Assignment
Below are the records; copy each line in them that holds the word "RunningJob".

Data
- - - - -

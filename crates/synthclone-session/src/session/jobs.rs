//! Effect and sampler job queues.
//!
//! Queues change only here, on the coordination thread. The head of each
//! queue is started when nothing in that queue is running; workers answer
//! through the completion channel and [`Session::process_completions`]
//! applies their results.

use std::any::Any;
use std::panic::{self, AssertUnwindSafe};
use std::sync::Arc;

use indexmap::IndexMap;
use synthclone_core::{JobId, ParticipantKey, Sample, Zone, ZoneId, ZoneStatus, ZoneValue};
use tokio_util::sync::CancellationToken;

use super::Session;
use super::data::{Entry, RunningJob, SessionData, check_index, insert_position};
use crate::component::Effect;
use crate::event::SessionEvent;
use crate::job::{
    EffectJob, Job, JobCompletion, JobOutcome, JobReporter, SamplerJob, SamplerJobRequest,
    SamplerJobType,
};
use crate::registration::Registration;

#[derive(Debug, Clone, Copy, PartialEq, Eq)]
enum Queue {
    Effect,
    Sampler,
}

impl Queue {
    fn name(self) -> &'static str {
        match self {
            Self::Effect => "effect",
            Self::Sampler => "sampler",
        }
    }

    fn jobs(self, data: &SessionData) -> &IndexMap<JobId, Entry<JobId>> {
        match self {
            Self::Effect => &data.effect_jobs,
            Self::Sampler => &data.sampler_jobs,
        }
    }

    fn jobs_mut(self, data: &mut SessionData) -> &mut IndexMap<JobId, Entry<JobId>> {
        match self {
            Self::Effect => &mut data.effect_jobs,
            Self::Sampler => &mut data.sampler_jobs,
        }
    }

    fn current(self, data: &SessionData) -> Option<&RunningJob> {
        match self {
            Self::Effect => data.current_effect_job.as_ref(),
            Self::Sampler => data.current_sampler_job.as_ref(),
        }
    }

    fn current_mut(self, data: &mut SessionData) -> &mut Option<RunningJob> {
        match self {
            Self::Effect => &mut data.current_effect_job,
            Self::Sampler => &mut data.current_sampler_job,
        }
    }

    fn adding(self, job: JobId, index: usize) -> SessionEvent {
        match self {
            Self::Effect => SessionEvent::AddingEffectJob { job, index },
            Self::Sampler => SessionEvent::AddingSamplerJob { job, index },
        }
    }

    fn added(self, job: JobId, index: usize) -> SessionEvent {
        match self {
            Self::Effect => SessionEvent::EffectJobAdded { job, index },
            Self::Sampler => SessionEvent::SamplerJobAdded { job, index },
        }
    }

    fn moving(self, job: JobId, from: usize, to: usize) -> SessionEvent {
        match self {
            Self::Effect => SessionEvent::MovingEffectJob { job, from, to },
            Self::Sampler => SessionEvent::MovingSamplerJob { job, from, to },
        }
    }

    fn moved(self, job: JobId, from: usize, to: usize) -> SessionEvent {
        match self {
            Self::Effect => SessionEvent::EffectJobMoved { job, from, to },
            Self::Sampler => SessionEvent::SamplerJobMoved { job, from, to },
        }
    }

    fn removing(self, job: JobId, index: usize) -> SessionEvent {
        match self {
            Self::Effect => SessionEvent::RemovingEffectJob { job, index },
            Self::Sampler => SessionEvent::RemovingSamplerJob { job, index },
        }
    }

    fn removed(self, job: JobId, index: usize) -> SessionEvent {
        match self {
            Self::Effect => SessionEvent::EffectJobRemoved { job, index },
            Self::Sampler => SessionEvent::SamplerJobRemoved { job, index },
        }
    }

    fn current_changed(self, job: Option<JobId>) -> SessionEvent {
        match self {
            Self::Effect => SessionEvent::CurrentEffectJobChanged { job },
            Self::Sampler => SessionEvent::CurrentSamplerJobChanged { job },
        }
    }
}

- - - - -

Answer for the task
use super::data::{Entry, RunningJob, SessionData, check_index, insert_position};
    fn current(self, data: &SessionData) -> Option<&RunningJob> {
    fn current_mut(self, data: &mut SessionData) -> &mut Option<RunningJob> {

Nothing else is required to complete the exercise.